If you like tennis records and trivia, you’d better clear your calendar. I knew I was on to something when I kept getting distracted from my own project by all the cool stats it was spitting out.
The project: Event history pages at TennisAbstract.com. Think of them as almanacs for every stop on the ATP tour. For each tournament, you’ll find a chronological list of winners, finalists, and final scores. Then come the leaderboards–132 of them per tournament, at last count. That’s where the fun really begins.
In addition to the basics, like most matches won, most quarterfinal appearances, and the like, you’ll find tiebreak records, bagel records, the youngest titlists (and finalists, and more), the oldest titlists (and finalists, and more), and the lowest ranked titlists, finalists, and semifinalists.
Then come the match-level stats records (all links head to the Washington event’s page as an example). These are broken down into four categories:
- Single-match records (combined): Longest and shortest matches, most aces, most breaks of serve, longest tiebreaks, and much more.

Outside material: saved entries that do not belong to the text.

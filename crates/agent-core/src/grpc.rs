//! gRPC transport for the agent service contract (§6.2).
//!
//! Bridges the generated tonic/prost client against [`AgentServiceClient`],
//! so the pipeline (which only knows the hand-rolled trait and DTOs) can be
//! backed by a real `agent_service.proto` endpoint.

use crate::clients::{
    AgentServiceClient, AgentState as DtoAgentState, AgentToolResult, AgentUpdate as DtoAgentUpdate,
    AgentUpdateStream, ExecuteTaskRequest as DtoExecuteTaskRequest,
    ExecuteTaskResponse as DtoExecuteTaskResponse, UsageMetricsUpdate,
};
use crate::error::AgentCoreError;
use async_trait::async_trait;
use futures::StreamExt;
use tonic::transport::Channel;

#[allow(clippy::all)]
pub mod proto {
    tonic::include_proto!("agent_service");
}

use proto::agent_service_client::AgentServiceClient as GeneratedClient;

pub struct GrpcAgentServiceClient {
    client: GeneratedClient<Channel>,
}

impl GrpcAgentServiceClient {
    pub async fn connect(addr: impl Into<String>) -> Result<Self, AgentCoreError> {
        let client = GeneratedClient::connect(addr.into())
            .await
            .map_err(|e| AgentCoreError::Transport(e.to_string()))?;
        Ok(Self { client })
    }
}

fn to_proto_mode(mode: crate::types::ExecutionMode) -> i32 {
    match mode {
        crate::types::ExecutionMode::Simple => proto::ExecutionMode::Simple as i32,
        crate::types::ExecutionMode::Standard => proto::ExecutionMode::Standard as i32,
        crate::types::ExecutionMode::Complex => proto::ExecutionMode::Complex as i32,
    }
}

fn to_proto_request(req: DtoExecuteTaskRequest) -> proto::ExecuteTaskRequest {
    proto::ExecuteTaskRequest {
        workflow_id: req.workflow_id,
        agent_id: req.agent_id,
        query: req.query,
        context_json: req.context_json,
        mode: to_proto_mode(req.mode),
        session_context_json: req.session_context_json.unwrap_or_default(),
        allowed_tools: req.allowed_tools,
        agent_config: Some(proto::AgentConfig {
            max_iterations: req.max_iterations,
            timeout_seconds: req.timeout_seconds,
            enable_sandbox: req.enable_sandbox,
            memory_limit_mb: req.memory_limit_mb,
            enable_learning: req.enable_learning,
        }),
    }
}

fn from_proto_response(resp: proto::ExecuteTaskResponse) -> DtoExecuteTaskResponse {
    DtoExecuteTaskResponse {
        success: resp.success,
        response: resp.response,
        model: (!resp.model.is_empty()).then_some(resp.model),
        provider: (!resp.provider.is_empty()).then_some(resp.provider),
        input_tokens: resp.input_tokens,
        output_tokens: resp.output_tokens,
        total_tokens: resp.total_tokens,
        cost_usd: resp.cost_usd,
        error: (!resp.error.is_empty()).then_some(resp.error),
    }
}

/// Best-effort `String -> f64` parse for the wire-level usage-metrics
/// fields, which the proto carries as strings to stay provider-agnostic.
fn parse_metric(s: &str) -> Option<f64> {
    if s.is_empty() {
        None
    } else {
        s.parse().ok()
    }
}

fn from_proto_update(update: proto::AgentUpdate) -> Option<DtoAgentUpdate> {
    match update.payload? {
        proto::agent_update::Payload::TextDelta(text) => Some(DtoAgentUpdate::TextDelta(text)),
        proto::agent_update::Payload::FinalMessage(text) => Some(DtoAgentUpdate::FinalMessage(text)),
        proto::agent_update::Payload::State(state) => {
            let mapped = match proto::AgentState::try_from(state).ok()? {
                proto::AgentState::Running => DtoAgentState::Running,
                proto::AgentState::Completed => DtoAgentState::Completed,
                proto::AgentState::Failed => DtoAgentState::Failed,
                proto::AgentState::Unspecified => return None,
            };
            Some(DtoAgentUpdate::State(mapped))
        }
        proto::agent_update::Payload::ToolResult(result) => {
            if result.is_usage_metrics {
                let metrics = result.usage_metrics.unwrap_or_default();
                Some(DtoAgentUpdate::UsageMetrics(UsageMetricsUpdate {
                    prompt_tokens: parse_metric(&metrics.prompt_tokens),
                    completion_tokens: parse_metric(&metrics.completion_tokens),
                    total_tokens: parse_metric(&metrics.total_tokens),
                    cost_usd: parse_metric(&metrics.cost_usd),
                    model: (!metrics.model.is_empty()).then_some(metrics.model),
                    provider: (!metrics.provider.is_empty()).then_some(metrics.provider),
                }))
            } else {
                Some(DtoAgentUpdate::ToolResult(AgentToolResult {
                    tool_name: result.tool_name,
                    success: result.success,
                    output: result.output,
                    error: (!result.error.is_empty()).then_some(result.error),
                }))
            }
        }
    }
}

#[async_trait]
impl AgentServiceClient for GrpcAgentServiceClient {
    async fn execute_task(&self, req: DtoExecuteTaskRequest) -> Result<DtoExecuteTaskResponse, AgentCoreError> {
        let mut client = self.client.clone();
        let response = client
            .execute_task(to_proto_request(req))
            .await
            .map_err(|e| AgentCoreError::Transport(e.to_string()))?;
        Ok(from_proto_response(response.into_inner()))
    }

    async fn stream_execute_task(&self, req: DtoExecuteTaskRequest) -> Result<AgentUpdateStream, AgentCoreError> {
        let mut client = self.client.clone();
        let response = client
            .stream_execute_task(to_proto_request(req))
            .await
            .map_err(|e| AgentCoreError::Transport(e.to_string()))?;

        let stream = response.into_inner().filter_map(|item| async move {
            match item {
                Ok(update) => from_proto_update(update).map(Ok),
                Err(e) => Some(Err(AgentCoreError::Transport(e.to_string()))),
            }
        });

        Ok(Box::pin(stream))
    }
}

- Single-match player records: Most aces by a single player, highest and lowest first-serve percentage, highest and lowest first-serve winning percentage, most break points earned and saved, and lots more.
- Single-tournament player records: Marks set by players at a single year’s event, including most time spent on court, most points won, highest rate of points won, aces, double faults … you get the idea.
- Event player records: Best all-time performances at the tournament over multiple years, including most of the same stat categories from the other sections.
Player names are linked to each guy’s own page, and years are linked to a page with each individual tournament’s results.
The links above all go to the Washington tournament’s page. Here are links to this week’s ATP events:
(I’d love to have equivalent WTA pages, and I hope to add them soon. It’ll take quite a bit more work, however, and without the 24-year history of matchstats that is available for ATP events, the resulting pages will be much less thorough.)
While I’ve put a ton of work into these this week, you’ll still probably some bugs. That’s one of the downsides of leaderboards–they have a knack for uncovering mistakes in the database. I’ve been able to add several checks to the process to avoid matches with obviously incorrect stats (e.g. impossibly short match durations), but I’m sure we’ll keep discovering more.
Enjoy!
Hello, I work with data as well. And I love tennis, both playing and analysis. Where do you get the data from? I would like to build a few models and I would like to have data.
Nice one Jeff! Not sure where to leave feedback so I’ll do it here. Just noticed in the “Lowest ranked” records they don’t seem to include players who are unranked (rank=UNR). Was looking at Lleyton’s 1998 win in Adelaide which should make him the Lowest-Ranked Titlists. (Don’t know how you would split ties in the general case if including UNR.)